* _Required work_
An exact copy of every entry is the required answer.

* _Material to process_
# # # #

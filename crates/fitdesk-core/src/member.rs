//! Member types.

use serde::{Deserialize, Serialize};

use crate::ids::{MemberId, PlanId};

/// A registered gym member.
///
/// `password_hash` holds an argon2 PHC string, never the raw password; the
/// service layer hashes on registration and verifies on login.
#[derive(Debug, Clone, PartialEq, Serialize, Deserialize)]
pub struct Member {
    /// The member identifier; `None` until the store assigns one.
    pub id: Option<MemberId>,

    /// Display name.
    pub name: String,

    /// Contact email, unique among members (case-insensitive).
    pub email: String,

    /// Salted argon2 hash of the member's password.
    #[serde(skip_serializing)]
    pub password_hash: String,

    /// Contact phone number.
    pub phone: String,

    /// The membership plan the member is subscribed to, if any.
    pub plan_id: Option<PlanId>,
}

/// Payload for registering a new member.
#[derive(Debug, Clone, Deserialize)]
pub struct NewMember {
    /// Display name.
    pub name: String,
    /// Contact email; must be unused among members.
    pub email: String,
    /// Raw password; hashed by the service before storage.
    pub password: String,
    /// Contact phone number.
    pub phone: String,
    /// Optional membership plan; must reference an existing plan.
    pub plan_id: Option<PlanId>,
}

/// Payload for updating a member.
///
/// Absent or blank fields preserve the stored values.
#[derive(Debug, Clone, Default, Deserialize)]
pub struct MemberUpdate {
    /// New display name.
    pub name: Option<String>,
    /// New email; must stay unique excluding the member itself.
    pub email: Option<String>,
    /// New raw password; length-checked and re-hashed when present.
    pub password: Option<String>,
    /// New phone number.
    pub phone: Option<String>,
    /// New membership plan.
    pub plan_id: Option<PlanId>,
}
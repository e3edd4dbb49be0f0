//! Flat-file storage layer for fitdesk.
//!
//! Each entity type persists to its own delimited text file, one record per
//! line, no header. A [`FlatFileStore`] loads the whole file on every read,
//! rewrites the whole file on every mutation, and serializes all access
//! behind a per-store lock so a read-modify-write cycle is never interleaved
//! with another. The rewrite lands via a temp file and rename, so the
//! on-disk file is always a complete snapshot.
//!
//! # Files
//!
//! - `members.csv`: member accounts, random UUID identifiers
//! - `staff.csv`: staff accounts, sequential `S<N>` identifiers
//! - `plans.csv`: membership-plan catalog, sequential `P<N>` identifiers
//! - `feedback.csv`: member feedback, sequential `F<N>` identifiers
//! - `payments.csv`: payment records, time-ordered ULID identifiers
//!
//! Malformed lines are skipped with a warning during load; they never abort
//! loading the rest of the file. Whole-file I/O failures surface as
//! [`StoreError::Io`].
//!
//! # Example
//!
//! ```no_run
//! use fitdesk_core::MembershipPlan;
//! use fitdesk_store::{schema, FlatFileStore};
//!
//! # fn main() -> fitdesk_store::Result<()> {
//! let plans: FlatFileStore<MembershipPlan> =
//!     FlatFileStore::open(format!("data/{}", schema::files::PLANS))?;
//!
//! for plan in plans.find_all()? {
//!     println!("{}: {}", plan.name, plan.price);
//! }
//! # Ok(())
//! # }
//! ```

#![forbid(unsafe_code)]
#![warn(missing_docs)]
#![warn(clippy::all)]
#![warn(clippy::pedantic)]

pub mod alloc;
pub mod codec;
pub mod error;
pub mod file;
pub mod records;
pub mod schema;

pub use codec::CodecError;
pub use error::{Result, StoreError};
pub use file::FlatFileStore;

/// How a store assigns identifiers to records saved without one.
#[derive(Debug, Clone, Copy, PartialEq, Eq)]
pub enum IdStrategy {
    /// `"<prefix><N>"` identifiers from a counter seeded at store open with
    /// the highest existing suffix. Never reissues a number, never fills
    /// gaps left by deletions.
    Sequential {
        /// The identifier prefix, e.g. `"S"` for staff.
        prefix: &'static str,
    },

    /// Random UUID v4 tokens.
    Token,

    /// Time-ordered ULID tokens, so identifier order matches creation order.
    Timestamped,
}

/// A record that can live in a [`FlatFileStore`].
///
/// Implementations define the positional field layout of the persisted line
/// and how identifiers are assigned. [`Record::from_fields`] must treat any
/// single unparseable field as a failure of the whole line.
pub trait Record: Clone + Send + Sync + 'static {
    /// Entity name used in log messages, e.g. `"member"`.
    const KIND: &'static str;

    /// Number of positional fields in the persisted form.
    const ARITY: usize;

    /// Identifier assignment for records saved without one.
    const ID_STRATEGY: IdStrategy;

    /// The record's identifier, if it has been assigned.
    fn id(&self) -> Option<&str>;

    /// Attach a store-assigned identifier.
    fn assign_id(&mut self, id: String);

    /// The record's fields in persisted order.
    fn to_fields(&self) -> Vec<String>;

    /// Rebuild a record from fields split out of one line.
    ///
    /// # Errors
    ///
    /// Returns a [`CodecError`] if the field count differs from
    /// [`Record::ARITY`] or any field fails its typed parse.
    fn from_fields(fields: Vec<String>) -> std::result::Result<Self, CodecError>;
}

# # # #

* _Exercise output_
filename crates/fitdesk-core/src/member.rs
//! Member types.

use serde::{Deserialize, Serialize};

use crate::ids::{MemberId, PlanId};

/// A registered gym member.
///
/// `password_hash` holds an argon2 PHC string, never the raw password; the
/// service layer hashes on registration and verifies on login.
#[derive(Debug, Clone, PartialEq, Serialize, Deserialize)]
pub struct Member {
    /// The member identifier; `None` until the store assigns one.
    pub id: Option<MemberId>,

    /// Display name.
    pub name: String,

    /// Contact email, unique among members (case-insensitive).
    pub email: String,

    /// Salted argon2 hash of the member's password.
    #[serde(skip_serializing)]
    pub password_hash: String,

    /// Contact phone number.
    pub phone: String,

    /// The membership plan the member is subscribed to, if any.
    pub plan_id: Option<PlanId>,
}

/// Payload for registering a new member.
#[derive(Debug, Clone, Deserialize)]
pub struct NewMember {
    /// Display name.
    pub name: String,
    /// Contact email; must be unused among members.
    pub email: String,
    /// Raw password; hashed by the service before storage.
    pub password: String,
    /// Contact phone number.
    pub phone: String,
    /// Optional membership plan; must reference an existing plan.
    pub plan_id: Option<PlanId>,
}

/// Payload for updating a member.
///
/// Absent or blank fields preserve the stored values.
#[derive(Debug, Clone, Default, Deserialize)]
pub struct MemberUpdate {
    /// New display name.
    pub name: Option<String>,
    /// New email; must stay unique excluding the member itself.
    pub email: Option<String>,
    /// New raw password; length-checked and re-hashed when present.
    pub password: Option<String>,
    /// New phone number.
    pub phone: Option<String>,
    /// New membership plan.
    pub plan_id: Option<PlanId>,
}
repository e3edd4dbb49be0f0
//! Flat-file storage layer for fitdesk.
//!
//! Each entity type persists to its own delimited text file, one record per
//! line, no header. A [`FlatFileStore`] loads the whole file on every read,
//! rewrites the whole file on every mutation, and serializes all access
//! behind a per-store lock so a read-modify-write cycle is never interleaved
//! with another. The rewrite lands via a temp file and rename, so the
//! on-disk file is always a complete snapshot.
//!
//! # Files
//!
//! - `members.csv`: member accounts, random UUID identifiers
//! - `staff.csv`: staff accounts, sequential `S<N>` identifiers
//! - `plans.csv`: membership-plan catalog, sequential `P<N>` identifiers
//! - `feedback.csv`: member feedback, sequential `F<N>` identifiers
//! - `payments.csv`: payment records, time-ordered ULID identifiers
//!
//! Malformed lines are skipped with a warning during load; they never abort
//! loading the rest of the file. Whole-file I/O failures surface as
//! [`StoreError::Io`].
//!
//! # Example
//!
//! ```no_run
//! use fitdesk_core::MembershipPlan;
//! use fitdesk_store::{schema, FlatFileStore};
//!
//! # fn main() -> fitdesk_store::Result<()> {
//! let plans: FlatFileStore<MembershipPlan> =
//!     FlatFileStore::open(format!("data/{}", schema::files::PLANS))?;
//!
//! for plan in plans.find_all()? {
//!     println!("{}: {}", plan.name, plan.price);
//! }
//! # Ok(())
//! # }
//! ```

#![forbid(unsafe_code)]
#![warn(missing_docs)]
#![warn(clippy::all)]
#![warn(clippy::pedantic)]

pub mod alloc;
pub mod codec;
pub mod error;
pub mod file;
pub mod records;
pub mod schema;

pub use codec::CodecError;
pub use error::{Result, StoreError};
pub use file::FlatFileStore;

/// How a store assigns identifiers to records saved without one.
#[derive(Debug, Clone, Copy, PartialEq, Eq)]
pub enum IdStrategy {
    /// `"<prefix><N>"` identifiers from a counter seeded at store open with
    /// the highest existing suffix. Never reissues a number, never fills
    /// gaps left by deletions.
    Sequential {
        /// The identifier prefix, e.g. `"S"` for staff.
        prefix: &'static str,
    },

    /// Random UUID v4 tokens.
    Token,

    /// Time-ordered ULID tokens, so identifier order matches creation order.
    Timestamped,
}

/// A record that can live in a [`FlatFileStore`].
///
/// Implementations define the positional field layout of the persisted line
/// and how identifiers are assigned. [`Record::from_fields`] must treat any
/// single unparseable field as a failure of the whole line.
pub trait Record: Clone + Send + Sync + 'static {
    /// Entity name used in log messages, e.g. `"member"`.
    const KIND: &'static str;

    /// Number of positional fields in the persisted form.
    const ARITY: usize;

    /// Identifier assignment for records saved without one.
    const ID_STRATEGY: IdStrategy;

    /// The record's identifier, if it has been assigned.
    fn id(&self) -> Option<&str>;

    /// Attach a store-assigned identifier.
    fn assign_id(&mut self, id: String);

    /// The record's fields in persisted order.
    fn to_fields(&self) -> Vec<String>;

    /// Rebuild a record from fields split out of one line.
    ///
    /// # Errors
    ///
    /// Returns a [`CodecError`] if the field count differs from
    /// [`Record::ARITY`] or any field fails its typed parse.
    fn from_fields(fields: Vec<String>) -> std::result::Result<Self, CodecError>;
}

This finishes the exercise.